The Write Way to Get a JobWhatever you need to write about yourself in your job search, at all costs you must avoid boring your recruiters and potential employers. Here are some handy hints to help you make sure your CV/résumé and other documentation are interesting and lively.

It’s increasingly hard to get a job – and a good one – these days, and although there is a lot to consider when you’re looking to get a job, effective business writing plays a major part in helping you succeed. In this series, HTWB columnist Lynn Tulip from Assessment4Potential explains the best ways to express your career information in your CV/résumé.

And if you want to catch up on all the earlier articles in the series, just check out the sidebar to the the right > > > > and they’re all there for you to help yourself.

Here’s Lynn…

This article is all about miscellaneous and irrelevant information that many CVs unnecessarily include.

Some of these misnomers are obvious, others obtuse but all of them affect your chances with the recruiter and weaken your case for finding your perfect job.

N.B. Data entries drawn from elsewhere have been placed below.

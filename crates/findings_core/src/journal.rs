//! Log + index pair shared by the local and global stores.
//!
//! A [`Journal`] owns one [`RecordLog`] and lazily loads the [`RecordIndex`]
//! derived from it. Every mutation goes through [`Journal::transact`], which
//! requires the store's [`LockGuard`] as proof that no other writer is active:
//!
//! 1. refresh the cached index if the log grew since it was loaded,
//! 2. let the caller compute the next snapshot from the current index,
//! 3. append that snapshot to the log (failure is fatal),
//! 4. upsert it into the index and persist the index (failure only warns).
//!
//! The index on disk is disposable. Missing, corrupt, or stale index files are
//! rebuilt from the log on load.

use crate::clock::Clock;
use crate::error::Result;
use crate::index::RecordIndex;
use crate::lock::LockGuard;
use crate::log::{CompactReport, LogRecord, RecordLog};
use crate::verify::{self, VerifyReport};
use serde::Serialize;
use std::path::{Path, PathBuf};
use tracing::{debug, info, warn};

/// Name of the index file inside a store directory.
pub const INDEX_FILE_NAME: &str = "index.json";

/// Report from a forced index rebuild.
#[derive(Debug, Clone, Default, PartialEq, Eq, Serialize)]
pub struct RebuildReport {
    /// Non-blank lines replayed.
    pub log_lines: usize,
    /// Distinct records now indexed.
    pub records: usize,
    /// 1-based numbers of lines skipped as corrupt.
    pub corrupt_lines: Vec<usize>,
}

/// Append-only log with its derived, lazily loaded index.
pub struct Journal<R> {
    dir: PathBuf,
    log: RecordLog,
    index_path: PathBuf,
    index: Option<RecordIndex<R>>,
    clock: Clock,
}

impl<R: LogRecord> Journal<R> {
    /// Creates a journal over `dir/log_file_name` and `dir/index.json`.
    ///
    /// Nothing is read until the index is first needed.
    pub(crate) fn new(dir: &Path, log_file_name: &str, clock: Clock) -> Self {
        Self {
            dir: dir.to_path_buf(),
            log: RecordLog::new(dir.join(log_file_name)),
            index_path: dir.join(INDEX_FILE_NAME),
            index: None,
            clock,
        }
    }

    pub(crate) fn set_clock(&mut self, clock: Clock) {
        self.clock = clock;
    }

    /// Directory holding the log, index and lock file.
    pub fn dir(&self) -> &Path {
        &self.dir
    }

    /// The underlying log.
    pub fn log(&self) -> &RecordLog {
        &self.log
    }

    /// Path of the persisted index.
    pub fn index_path(&self) -> &Path {
        &self.index_path
    }

    /// Takes the store's exclusive write lock, blocking until it is free.
    pub fn lock(&self) -> Result<LockGuard> {
        LockGuard::acquire(&self.dir)
    }

    /// Returns the index, loading it on first access.
    pub fn index(&mut self) -> Result<&RecordIndex<R>> {
        let index = match self.index.take() {
            Some(index) => index,
            None => self.load()?,
        };
        Ok(self.index.insert(index))
    }

    /// Drops the cached index and loads it again from disk.
    pub fn reload(&mut self) -> Result<&RecordIndex<R>> {
        self.index = None;
        self.index()
    }

    /// Replays the whole log into a fresh index, ignoring any cached file.
    pub fn rebuild(&mut self, _guard: &LockGuard) -> Result<RebuildReport> {
        let replay = self.log.replay::<R>()?;
        let index = RecordIndex::from_replay(&replay, self.clock.timestamp());
        index.persist(&self.index_path)?;

        let report = RebuildReport {
            log_lines: replay.total_lines,
            records: index.len(),
            corrupt_lines: replay.corrupt_lines,
        };
        info!(
            path = %self.log.path().display(),
            records = report.records,
            corrupt = report.corrupt_lines.len(),
            "rebuilt index"
        );

        self.index = Some(index);
        Ok(report)
    }

    /// Runs one read-modify-append step under the store lock.
    ///
    /// `f` sees the freshest index and the current timestamp. Returning
    /// `Ok(None)` writes nothing. The appended snapshot is returned.
    ///
    /// # Errors
    ///
    /// Errors from `f` and any failure to append to the log. A failure to
    /// persist the index afterwards is logged only; the next load rebuilds it.
    pub fn transact<F>(&mut self, _guard: &LockGuard, f: F) -> Result<Option<R>>
    where
        F: FnOnce(&RecordIndex<R>, &str) -> Result<Option<R>>,
    {
        let log_bytes = self.log.len_bytes()?;
        let mut index = match self.index.take() {
            Some(index) if index.reflects_log(log_bytes) => index,
            Some(_) => {
                debug!(path = %self.log.path().display(), "log changed since load, refreshing index");
                self.load()?
            }
            None => self.load()?,
        };

        let now = self.clock.timestamp();
        let outcome = self.apply(&mut index, f, &now);
        self.index = Some(index);
        outcome
    }

    fn apply<F>(&self, index: &mut RecordIndex<R>, f: F, now: &str) -> Result<Option<R>>
    where
        F: FnOnce(&RecordIndex<R>, &str) -> Result<Option<R>>,
    {
        let Some(record) = f(index, now)? else {
            return Ok(None);
        };

        let log_bytes = self.log.append(&record)?;
        index.upsert(record.clone());
        index.set_log_bytes(log_bytes);

        if let Err(e) = index.persist(&self.index_path) {
            warn!(path = %self.index_path.display(), error = %e, "failed to persist index");
        }

        Ok(Some(record))
    }

    /// Reduces the log to the latest snapshot per id, then re-indexes it.
    ///
    /// A dry run (`apply == false`) only reports.
    pub fn compact(&mut self, guard: &LockGuard, apply: bool) -> Result<CompactReport> {
        let report = self.log.compact::<R>(apply)?;
        if report.applied {
            self.rebuild(guard)?;
        }
        Ok(report)
    }

    /// Compares the persisted index with a replay of the log.
    pub fn verify(&self) -> Result<VerifyReport> {
        verify::verify::<R>(&self.log, &self.index_path)
    }

    fn load(&self) -> Result<RecordIndex<R>> {
        let log_bytes = self.log.len_bytes()?;

        if let Some(index) = RecordIndex::read(&self.index_path) {
            if index.reflects_log(log_bytes) {
                debug!(path = %self.index_path.display(), records = index.len(), "loaded index");
                return Ok(index);
            }
            info!(path = %self.index_path.display(), "index is stale, rebuilding from log");
        }

        let replay = self.log.replay::<R>()?;
        let index = RecordIndex::from_replay(&replay, self.clock.timestamp());
        if let Err(e) = index.persist(&self.index_path) {
            warn!(path = %self.index_path.display(), error = %e, "failed to persist rebuilt index");
        }
        Ok(index)
    }
}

No doubt you are using email to send your CV or to register on specific online job sites. Your email address says a lot about you and can reflect your personality.  Many candidates have unprofessional email addresses for instance or which detract from your content and are unlikely to impress an employer. At the same time using a risqué, silly, comical or crude email address also means that spam filters kick in and you will end up in the trash folder.

One embarrassing error that occurs frequently is when candidates fire off emails with their CV attached, except instead of attaching their CV they send a different document.  An example seen recently was when a claimant’s letter to insurers was received instead of the CV.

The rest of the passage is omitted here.